Top of Provided material

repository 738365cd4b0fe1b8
use crate::entities::prelude::*;
use sea_orm_migration::prelude::*;
use sea_orm_migration::sea_orm::Schema;

#[derive(DeriveMigrationName)]
pub struct Migration;

#[async_trait::async_trait]
impl MigrationTrait for Migration {
    async fn up(&self, manager: &SchemaManager) -> Result<(), DbErr> {
        let backend = manager.get_database_backend();
        let schema = Schema::new(backend);

        manager
            .create_table(
                schema
                    .create_table_from_entity(Users)
                    .if_not_exists()
                    .to_owned(),
            )
            .await?;

        Ok(())
    }

    async fn down(&self, manager: &SchemaManager) -> Result<(), DbErr> {
        manager
            .drop_table(Table::drop().table(Users).to_owned())
            .await?;

        Ok(())
    }
}
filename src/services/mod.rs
pub mod account_service;
pub use account_service::{AccountError, AccountService, IssuedToken};

pub mod account_service_impl;
pub use account_service_impl::SeaOrmAccountService;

Bottom of Provided material

* **What to work on**
Only lines of the material that contain the word "self" belong in the answer; copy each one.

* **Your response**
    async fn up(&self, manager: &SchemaManager) -> Result<(), DbErr> {
    async fn down(&self, manager: &SchemaManager) -> Result<(), DbErr> {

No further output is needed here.